__Problem to solve__:
Report each line of the entries below that has the word "bone" in it.

== Data ==

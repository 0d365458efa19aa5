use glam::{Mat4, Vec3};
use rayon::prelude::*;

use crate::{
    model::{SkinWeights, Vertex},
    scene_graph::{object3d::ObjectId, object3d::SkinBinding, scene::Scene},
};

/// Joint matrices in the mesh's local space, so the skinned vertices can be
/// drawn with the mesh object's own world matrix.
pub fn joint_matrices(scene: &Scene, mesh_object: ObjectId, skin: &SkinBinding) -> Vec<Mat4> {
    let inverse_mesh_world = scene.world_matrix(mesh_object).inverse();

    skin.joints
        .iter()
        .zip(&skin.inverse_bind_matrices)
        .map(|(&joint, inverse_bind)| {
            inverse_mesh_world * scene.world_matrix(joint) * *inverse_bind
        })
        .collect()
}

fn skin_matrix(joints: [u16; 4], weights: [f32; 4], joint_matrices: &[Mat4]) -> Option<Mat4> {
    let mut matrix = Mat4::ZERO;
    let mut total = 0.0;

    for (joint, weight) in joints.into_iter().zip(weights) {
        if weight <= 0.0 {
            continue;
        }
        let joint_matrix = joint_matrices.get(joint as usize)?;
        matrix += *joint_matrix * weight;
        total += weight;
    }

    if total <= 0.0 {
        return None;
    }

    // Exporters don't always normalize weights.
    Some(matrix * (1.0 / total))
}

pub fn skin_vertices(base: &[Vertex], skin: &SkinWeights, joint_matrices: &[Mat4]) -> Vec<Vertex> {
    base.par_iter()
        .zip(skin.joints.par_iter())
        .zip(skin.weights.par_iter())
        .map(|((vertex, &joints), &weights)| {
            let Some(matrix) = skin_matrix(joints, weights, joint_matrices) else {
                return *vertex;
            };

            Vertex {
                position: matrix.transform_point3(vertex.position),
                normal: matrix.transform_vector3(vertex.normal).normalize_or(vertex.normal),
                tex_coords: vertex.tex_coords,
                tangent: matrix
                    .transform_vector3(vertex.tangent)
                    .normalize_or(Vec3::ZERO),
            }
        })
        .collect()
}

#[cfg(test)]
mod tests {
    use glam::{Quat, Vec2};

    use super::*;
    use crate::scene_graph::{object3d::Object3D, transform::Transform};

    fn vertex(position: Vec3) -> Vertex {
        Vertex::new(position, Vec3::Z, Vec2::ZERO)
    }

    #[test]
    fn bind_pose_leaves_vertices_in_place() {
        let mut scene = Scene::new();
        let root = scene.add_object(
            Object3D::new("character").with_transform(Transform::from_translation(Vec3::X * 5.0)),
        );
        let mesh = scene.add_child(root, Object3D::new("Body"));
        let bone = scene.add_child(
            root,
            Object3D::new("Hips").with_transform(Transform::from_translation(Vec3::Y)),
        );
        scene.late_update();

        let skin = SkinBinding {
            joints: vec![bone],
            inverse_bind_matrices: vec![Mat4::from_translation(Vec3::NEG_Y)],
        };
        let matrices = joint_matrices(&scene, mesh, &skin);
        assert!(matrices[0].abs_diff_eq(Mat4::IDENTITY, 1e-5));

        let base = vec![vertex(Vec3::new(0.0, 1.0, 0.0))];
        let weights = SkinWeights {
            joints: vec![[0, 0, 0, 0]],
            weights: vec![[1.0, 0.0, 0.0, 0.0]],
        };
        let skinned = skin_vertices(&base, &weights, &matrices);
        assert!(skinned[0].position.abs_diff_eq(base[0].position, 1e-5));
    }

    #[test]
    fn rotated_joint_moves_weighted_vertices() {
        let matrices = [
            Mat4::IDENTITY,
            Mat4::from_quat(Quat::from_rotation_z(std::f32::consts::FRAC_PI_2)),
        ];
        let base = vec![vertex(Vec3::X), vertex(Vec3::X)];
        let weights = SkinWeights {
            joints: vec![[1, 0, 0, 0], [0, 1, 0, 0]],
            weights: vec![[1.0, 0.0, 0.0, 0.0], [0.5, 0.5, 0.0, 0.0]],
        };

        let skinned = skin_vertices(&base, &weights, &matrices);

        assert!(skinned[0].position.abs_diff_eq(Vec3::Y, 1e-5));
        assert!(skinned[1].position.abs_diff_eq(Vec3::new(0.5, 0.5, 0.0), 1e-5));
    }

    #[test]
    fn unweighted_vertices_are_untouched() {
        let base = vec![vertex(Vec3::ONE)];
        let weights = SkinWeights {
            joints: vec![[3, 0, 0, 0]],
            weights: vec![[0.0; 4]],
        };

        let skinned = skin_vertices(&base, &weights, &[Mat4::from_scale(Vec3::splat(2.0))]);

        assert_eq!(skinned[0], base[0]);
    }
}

===

__Solved problem__:
        let bone = scene.add_child(
            joints: vec![bone],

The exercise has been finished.